6. Mathematical Sciences Research Institute Journalist in Residence - Another flexible program, and with a wonderful view from the Berkeley hills above the UC campus. KC Cole of the LA Times, today's opening workshop speaker and panelist, was its first journalist in residence. It usually has one journalist resident at a time. At this writing it is between sponsors (ie no money for this) so is not accepting applications but plans to resume it as soon as possible. If n-dimensional spaces, abstract algebra, or Poincare's conjecture would be your cup of tea if only you had a clue to what it is, keep it in mind. http://www.msri.org/activities/jir/index.html

Briefer Fellowships

1. Council for the Advancement and Support of Education (CASE) Media Fellowships. A dispersed fellowship program that pays half the transportation costs (up to $300) plus room and board for short fellowships of a few days to a week at participating colleges and universities around the country, usually during the spring. This year 16 institutions hosted fellows in groups ranging in size from a handful to dozens. All beats are included but programs in health, medicine, science, technology, and environment show up regularly on the list. This year's lineup included marine sciences at the University of Maine, Bioengineering at University of Pittsburgh, Nanotechnology at Rice, and Woman's Health at the University of Virginia.

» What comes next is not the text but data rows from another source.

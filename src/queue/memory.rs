//! Memory

use crate::queue::WorkQueue;
use async_trait::async_trait;
use std::collections::VecDeque;
use std::sync::atomic::{AtomicBool, Ordering};
use tokio::sync::{Mutex, Notify};
use tracing::{debug, trace};

/// In-memory FIFO queue, optionally bounded.
///
/// When bounded, `enqueue` waits for room; `try_enqueue` fails fast instead.
pub struct MemoryQueue<T> {
    items: Mutex<VecDeque<T>>,
    capacity: Option<usize>,
    closed: AtomicBool,
    not_empty: Notify,
    not_full: Notify,
}

impl<T> MemoryQueue<T> {
    /// Create a new unbounded queue
    pub fn new() -> Self {
        Self {
            items: Mutex::new(VecDeque::new()),
            capacity: None,
            closed: AtomicBool::new(false),
            not_empty: Notify::new(),
            not_full: Notify::new(),
        }
    }

    /// Create a new queue holding at most `capacity` tasks.
    ///
    /// Storage grows with the tasks actually queued; the bound is not reserved.
    pub fn bounded(capacity: usize) -> Self {
        Self {
            items: Mutex::new(VecDeque::new()),
            capacity: Some(capacity.max(1)),
            closed: AtomicBool::new(false),
            not_empty: Notify::new(),
            not_full: Notify::new(),
        }
    }

    /// Get the capacity of the queue, `None` when unbounded
    pub fn capacity(&self) -> Option<usize> {
        self.capacity
    }

    fn is_full(&self, len: usize) -> bool {
        self.capacity.is_some_and(|cap| len >= cap)
    }

    /// Add a task without waiting, failing if the queue is full
    pub async fn try_enqueue(&self, task: T) -> crate::Result<()> {
        if self.closed.load(Ordering::Acquire) {
            return Err(crate::ConsumerError::QueueClosed);
        }

        let mut items = self.items.lock().await;
        if self.is_full(items.len()) {
            return Err(crate::ConsumerError::QueueFull(items.len()));
        }
        items.push_back(task);
        drop(items);

        self.not_empty.notify_one();
        Ok(())
    }
}

impl<T> Default for MemoryQueue<T> {
    fn default() -> Self {
        Self::new()
    }
}

#[async_trait]
impl<T: Send> WorkQueue<T> for MemoryQueue<T> {
    async fn enqueue(&self, task: T) -> crate::Result<()> {
        loop {
            // Register interest before checking so a pop between the check and
            // the await still wakes us.
            let room = self.not_full.notified();
            tokio::pin!(room);
            room.as_mut().enable();

            if self.closed.load(Ordering::Acquire) {
                return Err(crate::ConsumerError::QueueClosed);
            }

            {
                let mut items = self.items.lock().await;
                if !self.is_full(items.len()) {
                    items.push_back(task);
                    trace!("Task enqueued (size: {})", items.len());
                    drop(items);
                    self.not_empty.notify_one();
                    return Ok(());
                }
            }

            debug!("Queue full, waiting for room");
            room.await;
        }
    }

    async fn fetch(&self) -> Option<T> {
        loop {
            let ready = self.not_empty.notified();
            tokio::pin!(ready);
            ready.as_mut().enable();

            {
                let mut items = self.items.lock().await;
                if let Some(task) = items.pop_front() {
                    drop(items);
                    self.not_full.notify_one();
                    return Some(task);
                }
                if self.closed.load(Ordering::Acquire) {
                    return None;
                }
            }

            ready.await;
        }
    }

    async fn try_fetch(&self) -> Option<T> {
        let task = self.items.lock().await.pop_front();
        if task.is_some() {
            self.not_full.notify_one();
        }
        task
    }

    async fn size(&self) -> usize {
        self.items.lock().await.len()
    }

    fn close(&self) {
        if !self.closed.swap(true, Ordering::AcqRel) {
            debug!("Queue closed");
        }
        self.not_empty.notify_waiters();
        self.not_full.notify_waiters();
    }

    fn is_closed(&self) -> bool {
        self.closed.load(Ordering::Acquire)
    }
}
//! Configuration

use serde::{Deserialize, Serialize};
use std::env;
use std::path::Path;
use std::time::Duration;
use tracing::{info, warn};

/// Configuration for a queued consumer
#[derive(Debug, Clone, Serialize, Deserialize, PartialEq)]
#[serde(default)]
pub struct Config {
    /// Consumer name, used for the worker and its logs
    pub name: String,

    /// Maximum number of tasks held by the default memory queue
    pub queue_capacity: usize,

    /// Per-task timeout in seconds, 0 disables it
    pub task_timeout_secs: u64,

    /// Pause in milliseconds after a fetch that returned nothing
    pub idle_backoff_ms: u64,

    /// How long callers wait for the completion signal, in seconds
    pub shutdown_timeout_secs: u64,
}

impl Default for Config {
    fn default() -> Self {
        Self {
            name: "queued-consumer".to_string(),
            queue_capacity: 10000,
            task_timeout_secs: 0,
            idle_backoff_ms: 100,
            shutdown_timeout_secs: 30,
        }
    }
}

impl Config {
    /// Create a new configuration with the given consumer name
    pub fn new(name: impl Into<String>) -> Self {
        Self {
            name: name.into(),
            ..Default::default()
        }
    }

    /// Load configuration from file, environment variables, or defaults
    pub fn load() -> crate::Result<Self> {
        if let Ok(config_path) = env::var("QUEUED_CONSUMER_CONFIG") {
            info!("Loading config from QUEUED_CONSUMER_CONFIG: {}", config_path);
            return Self::from_file(&config_path);
        }

        let default_paths = [
            "consumer.yaml",
            "consumer.toml",
            "config/consumer.yaml",
            "config/consumer.toml",
        ];

        for path in default_paths {
            if Path::new(path).exists() {
                info!("Loading config from: {}", path);
                return Self::from_file(path);
            }
        }

        if env_overrides_present() {
            let config = Self::from_env()?;
            info!("Loaded config from environment variables");
            return Ok(config);
        }

        warn!("No config file found, using defaults");
        Ok(Self::default())
    }

    /// Load configuration from a file (YAML or TOML)
    pub fn from_file(path: &str) -> crate::Result<Self> {
        let settings = config::Config::builder()
            .add_source(config::File::with_name(path))
            .build()
            .map_err(|e| {
                crate::ConsumerError::ConfigError(format!("Failed to load config file: {}", e))
            })?;

        let config: Config = settings.try_deserialize().map_err(|e| {
            crate::ConsumerError::ConfigError(format!("Failed to parse config: {}", e))
        })?;

        config.validate()?;
        Ok(config)
    }

    /// Load configuration from environment variables
    pub fn from_env() -> crate::Result<Self> {
        let mut config = Self::default();
        let mut found_any = false;

        if let Ok(val) = env::var("QUEUED_CONSUMER_NAME") {
            config.name = val;
            found_any = true;
        }

        if let Some(val) = parse_env("QUEUED_CONSUMER_QUEUE_CAPACITY")? {
            config.queue_capacity = val;
            found_any = true;
        }

        if let Some(val) = parse_env("QUEUED_CONSUMER_TASK_TIMEOUT_SECS")? {
            config.task_timeout_secs = val;
            found_any = true;
        }

        if let Some(val) = parse_env("QUEUED_CONSUMER_IDLE_BACKOFF_MS")? {
            config.idle_backoff_ms = val;
            found_any = true;
        }

        if let Some(val) = parse_env("QUEUED_CONSUMER_SHUTDOWN_TIMEOUT_SECS")? {
            config.shutdown_timeout_secs = val;
            found_any = true;
        }

        if !found_any {
            return Err(crate::ConsumerError::ConfigError(
                "No environment variables found".to_string(),
            ));
        }

        config.validate()?;
        Ok(config)
    }

    /// Validate the configuration
    pub fn validate(&self) -> crate::Result<()> {
        if self.name.trim().is_empty() {
            return Err(crate::ConsumerError::ConfigError(
                "Consumer name must not be empty".to_string(),
            ));
        }

        if self.queue_capacity == 0 {
            return Err(crate::ConsumerError::ConfigError(
                "Queue capacity must be greater than 0".to_string(),
            ));
        }

        if self.idle_backoff_ms == 0 {
            return Err(crate::ConsumerError::ConfigError(
                "Idle backoff must be greater than 0".to_string(),
            ));
        }

        Ok(())
    }

    /// Per-task timeout, `None` when disabled
    pub fn task_timeout(&self) -> Option<Duration> {
        (self.task_timeout_secs > 0).then(|| Duration::from_secs(self.task_timeout_secs))
    }

    /// Pause after an empty fetch
    pub fn idle_backoff(&self) -> Duration {
        Duration::from_millis(self.idle_backoff_ms)
    }

    /// Bound for waiting on the completion signal
    pub fn shutdown_timeout(&self) -> Duration {
        Duration::from_secs(self.shutdown_timeout_secs)
    }
}

const ENV_OVERRIDES: [&str; 5] = [
    "QUEUED_CONSUMER_NAME",
    "QUEUED_CONSUMER_QUEUE_CAPACITY",
    "QUEUED_CONSUMER_TASK_TIMEOUT_SECS",
    "QUEUED_CONSUMER_IDLE_BACKOFF_MS",
    "QUEUED_CONSUMER_SHUTDOWN_TIMEOUT_SECS",
];

fn env_overrides_present() -> bool {
    ENV_OVERRIDES.iter().any(|key| env::var_os(key).is_some())
}

fn parse_env<V>(key: &str) -> crate::Result<Option<V>>
where
    V: std::str::FromStr,
    V::Err: std::fmt::Display,
{
    match env::var(key) {
        Ok(val) => val.parse().map(Some).map_err(|e| {
            crate::ConsumerError::ConfigError(format!(
                "Invalid {}: {}",
                key.trim_start_matches("QUEUED_CONSUMER_"),
                e
            ))
        }),
        Err(_) => Ok(None),
    }
}
use crate::config::Config;
use crate::consumer::hooks::{LifecycleHooks, NoopHooks};
use crate::consumer::{QueueFactory, QueuedConsumer};
use crate::queue::memory::MemoryQueue;
use crate::queue::WorkQueue;
use crate::task::policy::ExceptionPolicy;
use crate::task::TaskHandler;
use std::sync::Arc;
use std::time::Duration;

const DEFAULT_IDLE_BACKOFF: Duration = Duration::from_millis(100);

/// Builder for a [`QueuedConsumer`].
///
/// Only a name and a task handler are required. By default the consumer
/// uses an unbounded [`MemoryQueue`], no lifecycle hooks, no task timeout,
/// and logs failed tasks.
pub struct ConsumerBuilder<T: Send + Sync + 'static> {
    name: String,
    handler: Arc<dyn TaskHandler<T>>,
    hooks: Arc<dyn LifecycleHooks>,
    queue_factory: Option<QueueFactory<T>>,
    queue_capacity: Option<usize>,
    policy: Option<Arc<dyn ExceptionPolicy<T>>>,
    task_timeout: Option<Duration>,
    idle_backoff: Duration,
}

impl<T: Send + Sync + 'static> ConsumerBuilder<T> {
    /// Create a new builder with the given name and task handler
    pub fn new<H>(name: impl Into<String>, handler: H) -> Self
    where
        H: TaskHandler<T> + 'static,
    {
        Self {
            name: name.into(),
            handler: Arc::new(handler),
            hooks: Arc::new(NoopHooks),
            queue_factory: None,
            queue_capacity: None,
            policy: None,
            task_timeout: None,
            idle_backoff: DEFAULT_IDLE_BACKOFF,
        }
    }

    /// Create a builder taking name, queue bound and timings from `config`
    pub fn from_config<H>(config: &Config, handler: H) -> Self
    where
        H: TaskHandler<T> + 'static,
    {
        Self::new(config.name.clone(), handler)
            .with_queue_capacity(config.queue_capacity)
            .with_idle_backoff(config.idle_backoff())
            .with_task_timeout_opt(config.task_timeout())
    }

    /// Set the lifecycle hooks
    pub fn with_hooks<L>(mut self, hooks: L) -> Self
    where
        L: LifecycleHooks + 'static,
    {
        self.hooks = Arc::new(hooks);
        self
    }

    /// Bound the default memory queue
    pub fn with_queue_capacity(mut self, capacity: usize) -> Self {
        self.queue_capacity = Some(capacity);
        self
    }

    /// Use a custom queue, built when the consumer starts
    pub fn with_queue<Q, F>(mut self, factory: F) -> Self
    where
        Q: WorkQueue<T> + 'static,
        F: Fn() -> Q + Send + Sync + 'static,
    {
        self.queue_factory = Some(Box::new(move || -> Arc<dyn WorkQueue<T>> {
            Arc::new(factory())
        }));
        self
    }

    /// Set the initial exception policy
    pub fn with_exception_policy<P>(mut self, policy: P) -> Self
    where
        P: ExceptionPolicy<T> + 'static,
    {
        self.policy = Some(Arc::new(policy));
        self
    }

    /// Fail tasks whose handler runs longer than `limit`
    pub fn with_task_timeout(mut self, limit: Duration) -> Self {
        self.task_timeout = Some(limit);
        self
    }

    fn with_task_timeout_opt(mut self, limit: Option<Duration>) -> Self {
        self.task_timeout = limit;
        self
    }

    /// Pause between fetches when the queue hands out nothing while running
    pub fn with_idle_backoff(mut self, backoff: Duration) -> Self {
        self.idle_backoff = backoff;
        self
    }

    /// Build the consumer in the `Init` state
    pub fn build(self) -> QueuedConsumer<T> {
        let queue_factory: QueueFactory<T> = match self.queue_factory {
            Some(factory) => factory,
            None => {
                let capacity = self.queue_capacity;
                Box::new(move || -> Arc<dyn WorkQueue<T>> {
                    match capacity {
                        Some(capacity) => Arc::new(MemoryQueue::bounded(capacity)),
                        None => Arc::new(MemoryQueue::new()),
                    }
                })
            }
        };

        QueuedConsumer::new(
            self.name,
            self.handler,
            self.hooks,
            queue_factory,
            self.policy,
            self.task_timeout,
            self.idle_backoff,
        )
    }
}

impl<T: Send + Sync + 'static> QueuedConsumer<T> {
    /// Shorthand for [`ConsumerBuilder::new`]
    pub fn builder<H>(name: impl Into<String>, handler: H) -> ConsumerBuilder<T>
    where
        H: TaskHandler<T> + 'static,
    {
        ConsumerBuilder::new(name, handler)
    }
}

#[cfg(test)]
mod tests {
    use super::*;
    use crate::consumer::State;
    use crate::task::handler_fn;

    #[test]
    fn test_build_starts_in_init() {
        let consumer = ConsumerBuilder::new("builder", handler_fn(|_: &String| Ok(()))).build();
        assert_eq!(consumer.name(), "builder");
        assert_eq!(consumer.state(), State::Init);
        assert_eq!(consumer.consumed_count(), 0);
    }

    #[test]
    fn test_from_config() {
        let mut config = Config::new("configured");
        config.task_timeout_secs = 0;
        let builder = ConsumerBuilder::from_config(&config, handler_fn(|_: &u8| Ok(())));
        assert_eq!(builder.name, "configured");
        assert_eq!(builder.queue_capacity, Some(config.queue_capacity));
        assert_eq!(builder.task_timeout, None);
        assert_eq!(builder.idle_backoff, config.idle_backoff());
    }
}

2. Woods Hole Marine Biology Laboratory Science Journalism Program: One of the more venerable fellowship programs around, this one focusses on immersing its annual summertime class of a dozen or so fellows in laboratory and field science. Everybody seems to get to clone, splice, or dice a gene while living on charming Cape Cod. Most fellows stay for a one week course, but there are options to spend three to seven weeks with researchers in the field. One slot is available each year for research in the arctic. No stipend but MBL covers food, lodging, and travel.

3. Woods Hole Oceanographic Institution Science Writing Fellowships: Easily confused with the MBL program above, this one started only five years ago and has a much greater stress on marine environmental sciences, oceanography, and the technology of ocean sciences. Same charming locale, however, and each September it introduces its fellows to a concentrated round of encounters, talks, meals, and seminars with the institution's scientific and engineering staff. Most fellowships are one week; a second week focussed on a specific topic may be arranged. Travel, room, board all covered.

4. Kaiser Family Foundation Mini-Fellowships for HIV-AIDS - Travel and research grants for reporters covering AIDS in the US as well as internationally. This is essentially a grant to assist specific story projects, with amounts typically about $10,000 for print or radio reporters, and $20,000 for TV.